» **WORK TO COMPLETE**
Write the records out again in full, word for word.

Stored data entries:
▬▬▬
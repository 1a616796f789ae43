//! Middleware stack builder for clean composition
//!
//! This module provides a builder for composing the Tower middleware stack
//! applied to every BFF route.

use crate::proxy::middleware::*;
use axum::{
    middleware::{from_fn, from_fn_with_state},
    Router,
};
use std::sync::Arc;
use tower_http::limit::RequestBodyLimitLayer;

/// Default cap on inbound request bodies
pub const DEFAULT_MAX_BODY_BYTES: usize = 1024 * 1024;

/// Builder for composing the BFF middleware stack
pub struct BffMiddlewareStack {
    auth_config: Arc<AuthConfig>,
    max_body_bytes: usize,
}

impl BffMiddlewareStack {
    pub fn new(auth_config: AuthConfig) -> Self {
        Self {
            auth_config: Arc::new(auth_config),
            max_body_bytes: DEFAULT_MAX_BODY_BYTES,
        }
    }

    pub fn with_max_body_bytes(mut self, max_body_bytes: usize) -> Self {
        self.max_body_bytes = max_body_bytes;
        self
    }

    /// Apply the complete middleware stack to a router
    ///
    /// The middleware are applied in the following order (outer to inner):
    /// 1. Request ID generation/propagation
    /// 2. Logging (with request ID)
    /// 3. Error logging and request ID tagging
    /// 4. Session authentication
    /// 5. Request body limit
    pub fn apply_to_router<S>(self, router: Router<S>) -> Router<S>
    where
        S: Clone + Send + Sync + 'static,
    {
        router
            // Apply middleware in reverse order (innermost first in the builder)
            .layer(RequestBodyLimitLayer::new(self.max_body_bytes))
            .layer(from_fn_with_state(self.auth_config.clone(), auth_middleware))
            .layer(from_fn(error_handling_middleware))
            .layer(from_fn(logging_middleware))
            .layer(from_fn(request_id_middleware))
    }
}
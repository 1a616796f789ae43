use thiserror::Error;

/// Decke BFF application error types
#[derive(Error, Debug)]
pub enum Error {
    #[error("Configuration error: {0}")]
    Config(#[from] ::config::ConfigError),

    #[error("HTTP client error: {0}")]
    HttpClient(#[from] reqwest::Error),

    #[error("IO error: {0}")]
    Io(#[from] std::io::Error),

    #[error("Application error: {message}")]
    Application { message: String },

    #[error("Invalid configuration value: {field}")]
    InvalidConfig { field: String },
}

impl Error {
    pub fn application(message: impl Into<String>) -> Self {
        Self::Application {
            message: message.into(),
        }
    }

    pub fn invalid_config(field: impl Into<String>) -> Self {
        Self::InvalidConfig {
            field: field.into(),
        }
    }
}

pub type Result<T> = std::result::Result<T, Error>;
▬▬▬
» **EXPECTED OUTPUT**
repository 1a616796f789ae43
//! Middleware stack builder for clean composition
//!
//! This module provides a builder for composing the Tower middleware stack
//! applied to every BFF route.

use crate::proxy::middleware::*;
use axum::{
    middleware::{from_fn, from_fn_with_state},
    Router,
};
use std::sync::Arc;
use tower_http::limit::RequestBodyLimitLayer;

/// Default cap on inbound request bodies
pub const DEFAULT_MAX_BODY_BYTES: usize = 1024 * 1024;

/// Builder for composing the BFF middleware stack
pub struct BffMiddlewareStack {
    auth_config: Arc<AuthConfig>,
    max_body_bytes: usize,
}

impl BffMiddlewareStack {
    pub fn new(auth_config: AuthConfig) -> Self {
        Self {
            auth_config: Arc::new(auth_config),
            max_body_bytes: DEFAULT_MAX_BODY_BYTES,
        }
    }

    pub fn with_max_body_bytes(mut self, max_body_bytes: usize) -> Self {
        self.max_body_bytes = max_body_bytes;
        self
    }

    /// Apply the complete middleware stack to a router
    ///
    /// The middleware are applied in the following order (outer to inner):
    /// 1. Request ID generation/propagation
    /// 2. Logging (with request ID)
    /// 3. Error logging and request ID tagging
    /// 4. Session authentication
    /// 5. Request body limit
    pub fn apply_to_router<S>(self, router: Router<S>) -> Router<S>
    where
        S: Clone + Send + Sync + 'static,
    {
        router
            // Apply middleware in reverse order (innermost first in the builder)
            .layer(RequestBodyLimitLayer::new(self.max_body_bytes))
            .layer(from_fn_with_state(self.auth_config.clone(), auth_middleware))
            .layer(from_fn(error_handling_middleware))
            .layer(from_fn(logging_middleware))
            .layer(from_fn(request_id_middleware))
    }
}
repository 1a616796f789ae43
use thiserror::Error;

/// Decke BFF application error types
#[derive(Error, Debug)]
pub enum Error {
    #[error("Configuration error: {0}")]
    Config(#[from] ::config::ConfigError),

    #[error("HTTP client error: {0}")]
    HttpClient(#[from] reqwest::Error),

    #[error("IO error: {0}")]
    Io(#[from] std::io::Error),

    #[error("Application error: {message}")]
    Application { message: String },

    #[error("Invalid configuration value: {field}")]
    InvalidConfig { field: String },
}

impl Error {
    pub fn application(message: impl Into<String>) -> Self {
        Self::Application {
            message: message.into(),
        }
    }

    pub fn invalid_config(field: impl Into<String>) -> Self {
        Self::InvalidConfig {
            field: field.into(),
        }
    }
}

pub type Result<T> = std::result::Result<T, Error>;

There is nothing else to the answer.